Collected data
*** Block opens ***
use std::{env, fs, num::NonZeroUsize, path::Path};

use serde::Deserialize;

use crate::error::{ParallelErr, Result};

const DEFAULT_ADDR: &str = "localhost";
const DEFAULT_PORT: u16 = 8888;
const DEFAULT_BACKEND: &str = "nccl";

/// Environment variable carrying the rendezvous address.
pub const ENV_MASTER_ADDR: &str = "MASTER_ADDR";
/// Environment variable carrying the rendezvous port.
pub const ENV_MASTER_PORT: &str = "MASTER_PORT";

/// The identity of a participant within a run.
#[derive(Debug, Clone, Copy, PartialEq, Eq)]
pub struct WorldContext {
    rank: usize,
    world_size: NonZeroUsize,
}

impl WorldContext {
    /// Creates a new world context.
    ///
    /// # Args
    /// * `rank` - This participant's index.
    /// * `world_size` - The total number of participants.
    ///
    /// # Errors
    /// Returns `InvalidConfig` if the world is empty or `rank` falls outside of it.
    pub fn new(rank: usize, world_size: usize) -> Result<Self> {
        let world_size = NonZeroUsize::new(world_size)
            .ok_or_else(|| ParallelErr::InvalidConfig("world size must be greater than 0".into()))?;

        if rank >= world_size.get() {
            return Err(ParallelErr::InvalidConfig(format!(
                "rank ({rank}) must be smaller than the world size ({world_size})"
            )));
        }

        Ok(Self { rank, world_size })
    }

    #[inline]
    pub fn rank(&self) -> usize {
        self.rank
    }

    #[inline]
    pub fn world_size(&self) -> usize {
        self.world_size.get()
    }

    /// Whether this is the participant whose output stays visible.
    #[inline]
    pub fn is_primary(&self) -> bool {
        self.rank == 0
    }
}

/// Where participants meet to form the process group.
#[derive(Debug, Clone, PartialEq, Eq, Deserialize)]
#[serde(default)]
pub struct Rendezvous {
    pub addr: String,
    pub port: u16,
}

impl Rendezvous {
    pub fn new(addr: impl Into<String>, port: u16) -> Self {
        Self {
            addr: addr.into(),
            port,
        }
    }

    /// Reads `MASTER_ADDR` and `MASTER_PORT`, falling back to the defaults when unset.
    ///
    /// # Errors
    /// Returns `InvalidConfig` if the port isn't a valid number.
    pub fn from_env() -> Result<Self> {
        Self::from_lookup(|key| env::var(key).ok())
    }

    fn from_lookup(lookup: impl Fn(&str) -> Option<String>) -> Result<Self> {
        let addr = lookup(ENV_MASTER_ADDR).unwrap_or_else(|| DEFAULT_ADDR.to_string());
        let port = match lookup(ENV_MASTER_PORT) {
            Some(port) => port.parse().map_err(|_| {
                ParallelErr::InvalidConfig(format!("{ENV_MASTER_PORT} is not a valid port: {port:?}"))
            })?,
            None => DEFAULT_PORT,
        };

        Ok(Self { addr, port })
    }

    /// The variables the framework's communication backend expects.
    pub fn env_vars(&self) -> [(&'static str, String); 2] {
        [
            (ENV_MASTER_ADDR, self.addr.clone()),
            (ENV_MASTER_PORT, self.port.to_string()),
        ]
    }
}

impl Default for Rendezvous {
    fn default() -> Self {
        Self::new(DEFAULT_ADDR, DEFAULT_PORT)
    }
}

/// Global (not per-participant) data loading options.
#[derive(Debug, Clone, PartialEq, Eq, Deserialize)]
pub struct LoaderConfig {
    /// Global batch size, split evenly among participants.
    pub batch_size: usize,
    #[serde(default)]
    pub shuffle: bool,
    /// Global loading thread count, split evenly among participants.
    #[serde(default)]
    pub num_workers: usize,
    #[serde(default)]
    pub pin_memory: bool,
    #[serde(default)]
    pub drop_last: bool,
    /// Shared by every participant so shuffles agree.
    #[serde(default)]
    pub seed: u64,
}

impl LoaderConfig {
    pub fn new(batch_size: usize) -> Self {
        Self {
            batch_size,
            shuffle: false,
            num_workers: 0,
            pin_memory: false,
            drop_last: false,
            seed: 0,
        }
    }

    pub fn shuffle(mut self, shuffle: bool) -> Self {
        self.shuffle = shuffle;
        self
    }

    pub fn num_workers(mut self, num_workers: usize) -> Self {
        self.num_workers = num_workers;
        self
    }

    pub fn pin_memory(mut self, pin_memory: bool) -> Self {
        self.pin_memory = pin_memory;
        self
    }

    pub fn drop_last(mut self, drop_last: bool) -> Self {
        self.drop_last = drop_last;
        self
    }

    pub fn seed(mut self, seed: u64) -> Self {
        self.seed = seed;
        self
    }
}

/// How a model replica is placed and synchronized.
#[derive(Debug, Clone, Copy, PartialEq, Eq, Default, Deserialize)]
#[serde(default)]
pub struct ReplicaOptions {
    /// Index of the compute device the replica is bound to.
    pub device: usize,
    /// Tolerate parameters that receive no gradient in a pass.
    pub find_unused_parameters: bool,
}

impl ReplicaOptions {
    pub fn new(device: usize) -> Self {
        Self {
            device,
            find_unused_parameters: false,
        }
    }

    pub fn find_unused_parameters(mut self, find_unused_parameters: bool) -> Self {
        self.find_unused_parameters = find_unused_parameters;
        self
    }
}

/// Launch options shared by every worker.
#[derive(Debug, Clone, PartialEq, Eq, Deserialize)]
#[serde(default)]
pub struct LaunchConfig {
    pub rendezvous: Rendezvous,
    /// Name of the framework's communication backend.
    pub backend: String,
    /// Silence stdout/stderr of every rank but 0 while the worker function runs.
    pub suppress_io: bool,
    /// Overrides the backend's device count.
    pub world_size: Option<usize>,
}

impl LaunchConfig {
    pub fn new(rendezvous: Rendezvous, backend: impl Into<String>) -> Self {
        Self {
            rendezvous,
            backend: backend.into(),
            ..Self::default()
        }
    }

    pub fn suppress_io(mut self, suppress_io: bool) -> Self {
        self.suppress_io = suppress_io;
        self
    }

    pub fn world_size(mut self, world_size: usize) -> Self {
        self.world_size = Some(world_size);
        self
    }
}

impl Default for LaunchConfig {
    fn default() -> Self {
        Self {
            rendezvous: Rendezvous::default(),
            backend: DEFAULT_BACKEND.to_string(),
            suppress_io: true,
            world_size: None,
        }
    }
}

/// Everything a training entry point needs, as read from a JSON document.
#[derive(Debug, Clone, PartialEq, Eq, Deserialize)]
pub struct TrainingConfig {
    pub loader: LoaderConfig,
    #[serde(default)]
    pub replica: ReplicaOptions,
    #[serde(default)]
    pub launch: LaunchConfig,
}

impl TrainingConfig {
    /// Parses a training configuration from JSON.
    ///
    /// # Errors
    /// Returns `Serialization` if the document is malformed.
    pub fn from_json_str(s: &str) -> Result<Self> {
        Ok(serde_json::from_str(s)?)
    }

    /// Reads and parses a JSON configuration file.
    ///
    /// # Errors
    /// Returns `Io` if the file can't be read, `Serialization` if it isn't valid.
    pub fn from_path(path: impl AsRef<Path>) -> Result<Self> {
        let raw = fs::read_to_string(path)?;
        Self::from_json_str(&raw)
    }
}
*** Block closes ***
Retype only the stretch of lines above starting at the one with "pub fn new(rank: usize, world_size: usize)" and stopping at the one with "fn from_lookup(lookup: impl", exactly as written, with both kept.

    pub fn new(rank: usize, world_size: usize) -> Result<Self> {
        let world_size = NonZeroUsize::new(world_size)
            .ok_or_else(|| ParallelErr::InvalidConfig("world size must be greater than 0".into()))?;

        if rank >= world_size.get() {
            return Err(ParallelErr::InvalidConfig(format!(
                "rank ({rank}) must be smaller than the world size ({world_size})"
            )));
        }

        Ok(Self { rank, world_size })
    }

    #[inline]
    pub fn rank(&self) -> usize {
        self.rank
    }

    #[inline]
    pub fn world_size(&self) -> usize {
        self.world_size.get()
    }

    /// Whether this is the participant whose output stays visible.
    #[inline]
    pub fn is_primary(&self) -> bool {
        self.rank == 0
    }
}

/// Where participants meet to form the process group.
#[derive(Debug, Clone, PartialEq, Eq, Deserialize)]
#[serde(default)]
pub struct Rendezvous {
    pub addr: String,
    pub port: u16,
}

impl Rendezvous {
    pub fn new(addr: impl Into<String>, port: u16) -> Self {
        Self {
            addr: addr.into(),
            port,
        }
    }

    /// Reads `MASTER_ADDR` and `MASTER_PORT`, falling back to the defaults when unset.
    ///
    /// # Errors
    /// Returns `InvalidConfig` if the port isn't a valid number.
    pub fn from_env() -> Result<Self> {
        Self::from_lookup(|key| env::var(key).ok())
    }

    fn from_lookup(lookup: impl Fn(&str) -> Option<String>) -> Result<Self> {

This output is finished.